My tongue seems to swell, and my mouth feels gummy, out of touch. My teeth feel soft. A slight metallic taste follows. It is not unpleasant, but distinctive. Similar to all the other feelings described above, this is a very typical “I am getting sick” taste, one which I never get otherwise. It tastes like the smell of electricity in the air.
Lying there, slowly biting my jaws together to ensure that my tongue is in fact not taking over my moth, and that my teeth are not disintegrating, the sounds will start.
They range from whispers near my ears, to loud, ringing laughter. I can never make out what is being said – it’s more of a feeling rather than a conversation. The whispers have sometimes woken me up, because they were so clear, right next to my ear. As if someone leant over me and said something. Yet I have never understood what they have said. As if the act of hearing it has made me forget the meaning of the words.
The laughter, when present, is mocking, threatening. It is always accompanied by a falling feeling. Like I have just been pushed off a cliff, and the laughter is from the person who pushed. Boulders are somehow involved. I can’t explain the assosiation I get from boulders and large rocks. As if there is some meaning there that I can grasp during, but never after the experience.
Despite having had this my whole life, it is still terrifying. When I was little, I was afraid of the malintent in the tone of the laughter. Now, all grown up, I am always worried about the connotations of hearing things. I am not (as far as I can tell) losing grip on reality, after all.
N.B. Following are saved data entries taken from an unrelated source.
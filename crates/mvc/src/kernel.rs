//! The request lifecycle.
//!
//! [`Kernel::handle_request`] takes a request through
//! routing, parameter binding, controller resolution, invocation and response
//! emission. Every failure on the way is a [`KernelError`]; [`Kernel::handle`]
//! converts it into a plain text response through [`Kernel::handle_exception`].
//!
//! Responses are fully prepared before anything is written: templates are
//! rendered and redirect targets resolved first, so a failure never leaves a
//! half emitted response behind.

use crate::application::{Application, Bootstrap};
use crate::controller::{ControllerFunction, Instance};
use crate::error::{BuildError, ControllerNotFoundCause, KernelError, RouteError};
use crate::request::Request;
use crate::response::{Response, ResponseKind};
use crate::route::Route;
use crate::router::Router;
use crate::view::{JinjaViewEngine, ViewEngine};
use crate::writer::{HttpResponseWriter, ResponseWriter};
use bytes::Bytes;
use http::header::{CONTENT_TYPE, HOST, LOCATION};
use http::{HeaderName, HeaderValue, StatusCode};
use mime::Mime;
use once_cell::sync::OnceCell;
use serde::Deserialize;
use std::collections::HashMap;
use std::fmt;
use std::sync::Arc;
use tracing::{Instrument, debug, error, info_span, warn};

/// Kernel settings.
#[derive(Debug, Clone, PartialEq, Eq, Deserialize)]
#[serde(default)]
pub struct KernelConfig {
    /// appended to a view name to form the template file name
    pub template_suffix: String,
    /// when set, a route only matches requests using the method it was registered for
    pub method_aware: bool,
    /// root URL for requests that carry no `Host` header
    pub default_root_url: String,
}

impl Default for KernelConfig {
    fn default() -> Self {
        Self { template_suffix: ".html".into(), method_aware: false, default_root_url: "http://localhost".into() }
    }
}

pub struct Kernel {
    router: Router,
    app: Arc<Application>,
    view_engine: Box<dyn ViewEngine>,
    controllers: HashMap<String, OnceCell<Instance>>,
    config: KernelConfig,
}

impl Kernel {
    pub fn builder() -> KernelBuilder {
        KernelBuilder::new()
    }

    /// Boots `bootstrap` into an application, registers its routes and builds the kernel.
    ///
    /// Views are rendered with a [`JinjaViewEngine`] over the application's views path.
    ///
    /// # Errors
    /// Fails when a route pattern does not compile.
    pub fn bootstrap<B: Bootstrap>(bootstrap: &B, config: KernelConfig) -> Result<Self, BuildError> {
        let mut app = Application::builder();
        bootstrap.boot(&mut app);

        let mut router = Router::new();
        bootstrap.register_routes(&mut router)?;

        Self::builder().application(app.build()).router(router).config(config).build()
    }

    pub fn router(&self) -> &Router {
        &self.router
    }

    pub fn application(&self) -> &Arc<Application> {
        &self.app
    }

    pub fn config(&self) -> &KernelConfig {
        &self.config
    }

    /// Runs the whole lifecycle and converts any failure into a response.
    pub async fn handle<W: ResponseWriter>(&self, request: Request, writer: &mut W) {
        if let Err(e) = self.handle_request(request, writer).await {
            self.handle_exception(&e, writer);
        }
    }

    /// Routes `request`, invokes its controller and emits the response on `writer`.
    ///
    /// # Errors
    /// Returns the failure without emitting anything, see [`KernelError`].
    pub async fn handle_request<W: ResponseWriter>(&self, request: Request, writer: &mut W) -> Result<(), KernelError> {
        let span = info_span!("request", method = %request.method(), path = %request.path());
        self.process(request, writer).instrument(span).await
    }

    async fn process<W: ResponseWriter>(&self, mut request: Request, writer: &mut W) -> Result<(), KernelError> {
        let (route, values) = self.find_route(&request).ok_or_else(|| {
            warn!("no route matches");
            KernelError::RouteNotFound
        })?;
        debug!(%route, "route matched");

        let values = values.into_iter().map(str::to_string).collect::<Vec<_>>();
        for (name, value) in route.parameters().iter().zip(values) {
            request.set_parameter(name.as_str(), value);
        }

        let function = route.controller_function();
        let instance = self.controller_instance(function)?;

        let root_url = request.root_url().to_string();
        let response = function.invoke(&self.app, instance, request).await.ok_or_else(|| {
            warn!(%function, "controller has no such method");
            KernelError::controller_not_found(function, ControllerNotFoundCause::Method)
        })??;

        self.handle_response(response, &root_url, writer)
    }

    fn find_route<'p>(&self, request: &'p Request) -> Option<(&Route, Vec<&'p str>)> {
        let method = self.config.method_aware.then(|| request.method());
        self.router.match_captures(method, request.path())
    }

    /// Returns the cached instance of the function's controller class, creating it on first use.
    fn controller_instance(&self, function: &ControllerFunction) -> Result<Instance, KernelError> {
        let not_found = || {
            warn!(%function, "controller class not found");
            KernelError::controller_not_found(function, ControllerNotFoundCause::Class)
        };

        let class = function.resolve_class(&self.app).ok_or_else(not_found)?;
        let controller_type = self.app.controllers().get(&class).ok_or_else(not_found)?;
        let cell = self.controllers.get(&class).ok_or_else(not_found)?;

        let instance = cell.get_or_init(|| {
            debug!(%class, "instantiating controller");
            controller_type.instantiate(&self.app)
        });
        Ok(Arc::clone(instance))
    }

    /// Converts `error` into a plain text response, emits it and returns it.
    ///
    /// The error message becomes the response body as it is, including messages
    /// of application faults.
    pub fn handle_exception<W: ResponseWriter>(&self, error: &KernelError, writer: &mut W) -> Response {
        let status = error.status();
        if status.is_server_error() {
            error!(cause = %error, status = status.as_u16(), "request failed");
        } else {
            warn!(cause = %error, status = status.as_u16(), "request failed");
        }

        let response = Response::plain(status, error.to_string());
        if let Err(e) = self.handle_response(response.clone(), &self.config.default_root_url, writer) {
            error!(cause = %e, "failed to emit error response");
        }
        response
    }

    fn handle_response<W: ResponseWriter>(
        &self,
        response: Response,
        root_url: &str,
        writer: &mut W,
    ) -> Result<(), KernelError> {
        let (status, content_type, headers, kind) = response.into_parts();

        match kind {
            ResponseKind::Redirect { route, parameters } => {
                let location = self.redirect_location(&route, &parameters, root_url)?;
                writer.status(status);
                writer.header(LOCATION, location);
                writer.finish();
            }
            ResponseKind::Render { view, data } => {
                let template = format!("{view}{}", self.config.template_suffix);
                let html = self.view_engine.render(&template, &data).map_err(|e| KernelError::render(&view, e))?;
                emit_head(status, &content_type, headers, writer)?;
                writer.write(Bytes::from(html));
                writer.finish();
            }
            ResponseKind::Content(body) => {
                emit_head(status, &content_type, headers, writer)?;
                writer.write(body);
                writer.finish();
            }
        }
        Ok(())
    }

    fn redirect_location(
        &self,
        name: &str,
        parameters: &[(String, String)],
        root_url: &str,
    ) -> Result<HeaderValue, KernelError> {
        let target = self.router.find_by_name(name).ok_or_else(|| KernelError::redirect_target_not_found(name))?;
        let path = target.pattern().substitute(parameters.iter().map(|(key, value)| (key, value)));
        HeaderValue::try_from(format!("{root_url}{path}")).map_err(KernelError::invalid_header)
    }

    /// Hosts the kernel on `http` types: converts the request, runs the lifecycle
    /// and returns the emitted response.
    ///
    /// The root URL is taken from the `Host` header, or [`KernelConfig::default_root_url`].
    pub async fn dispatch(&self, request: http::Request<Bytes>) -> http::Response<Bytes> {
        let root_url = match request.headers().get(HOST).and_then(|host| host.to_str().ok()) {
            Some(host) => format!("{}://{host}", request.uri().scheme_str().unwrap_or("http")),
            None => self.config.default_root_url.clone(),
        };

        let mut writer = HttpResponseWriter::new();
        self.handle(Request::from_http(request, root_url), &mut writer).await;
        writer.into_response()
    }
}

/// Emits the status, a single `Content-Type` and the extra headers.
///
/// A `Content-Type` among the extra headers overrides the response's content type,
/// the last one wins. Other headers are appended in declaration order.
fn emit_head<W: ResponseWriter>(
    status: StatusCode,
    content_type: &Mime,
    headers: Vec<(HeaderName, HeaderValue)>,
    writer: &mut W,
) -> Result<(), KernelError> {
    let content_type = match headers.iter().rev().find(|(name, _)| name == CONTENT_TYPE) {
        Some((_, value)) => value.clone(),
        None => HeaderValue::from_str(content_type.as_ref()).map_err(KernelError::invalid_header)?,
    };
    writer.status(status);
    writer.header(CONTENT_TYPE, content_type);
    for (name, value) in headers.into_iter().filter(|(name, _)| name != CONTENT_TYPE) {
        writer.append_header(name, value);
    }
    Ok(())
}

impl fmt::Debug for Kernel {
    fn fmt(&self, f: &mut fmt::Formatter<'_>) -> fmt::Result {
        f.debug_struct("Kernel")
            .field("router", &self.router)
            .field("app", &self.app)
            .field("config", &self.config)
            .finish_non_exhaustive()
    }
}

pub struct KernelBuilder {
    router: Router,
    route_error: Option<RouteError>,
    app: Option<Arc<Application>>,
    view_engine: Option<Box<dyn ViewEngine>>,
    config: KernelConfig,
}

impl KernelBuilder {
    fn new() -> Self {
        Self { router: Router::new(), route_error: None, app: None, view_engine: None, config: KernelConfig::default() }
    }

    #[must_use]
    pub fn application(mut self, app: impl Into<Arc<Application>>) -> Self {
        self.app = Some(app.into());
        self
    }

    /// Replaces the route table with `router`.
    #[must_use]
    pub fn router(mut self, router: Router) -> Self {
        self.router = router;
        self
    }

    /// Registers routes on the route table; a failure is reported by [`build`](Self::build).
    #[must_use]
    pub fn routes<F>(mut self, f: F) -> Self
    where
        F: FnOnce(&mut Router) -> Result<(), RouteError>,
    {
        if self.route_error.is_none() {
            self.route_error = f(&mut self.router).err();
        }
        self
    }

    #[must_use]
    pub fn view_engine(mut self, view_engine: impl ViewEngine + 'static) -> Self {
        self.view_engine = Some(Box::new(view_engine));
        self
    }

    #[must_use]
    pub fn config(mut self, config: KernelConfig) -> Self {
        self.config = config;
        self
    }

    /// Builds the kernel, defaulting to a [`JinjaViewEngine`] over the application's views path.
    ///
    /// # Errors
    /// Fails when no application was set or a route registration failed.
    pub fn build(self) -> Result<Kernel, BuildError> {
        if let Some(e) = self.route_error {
            return Err(e.into());
        }
        let app = self.app.ok_or(BuildError::MissingApplication)?;
        let view_engine = self.view_engine.unwrap_or_else(|| Box::new(JinjaViewEngine::new(app.views_path())));
        let controllers = app.controllers().identifiers().map(|id| (id.to_string(), OnceCell::new())).collect();

        Ok(Kernel { router: self.router, app, view_engine, controllers, config: self.config })
    }
}

impl fmt::Debug for KernelBuilder {
    fn fmt(&self, f: &mut fmt::Formatter<'_>) -> fmt::Result {
        f.debug_struct("KernelBuilder")
            .field("router", &self.router)
            .field("app", &self.app)
            .field("config", &self.config)
            .finish_non_exhaustive()
    }
}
I can now rationalise the experience, and when it comes on, I can largely ignore it and wait for it to pass. They are always short bouts, and never last more than around 24 hours, if that.
I assume that, because they are always the same (either a whisper or a laugh) they are a type of fever delirium, only present when I have a high fever.
But what a strange thing to have.
Does anyone else have a similar pattern of physiological or psychological signs that a bout of flu is coming on?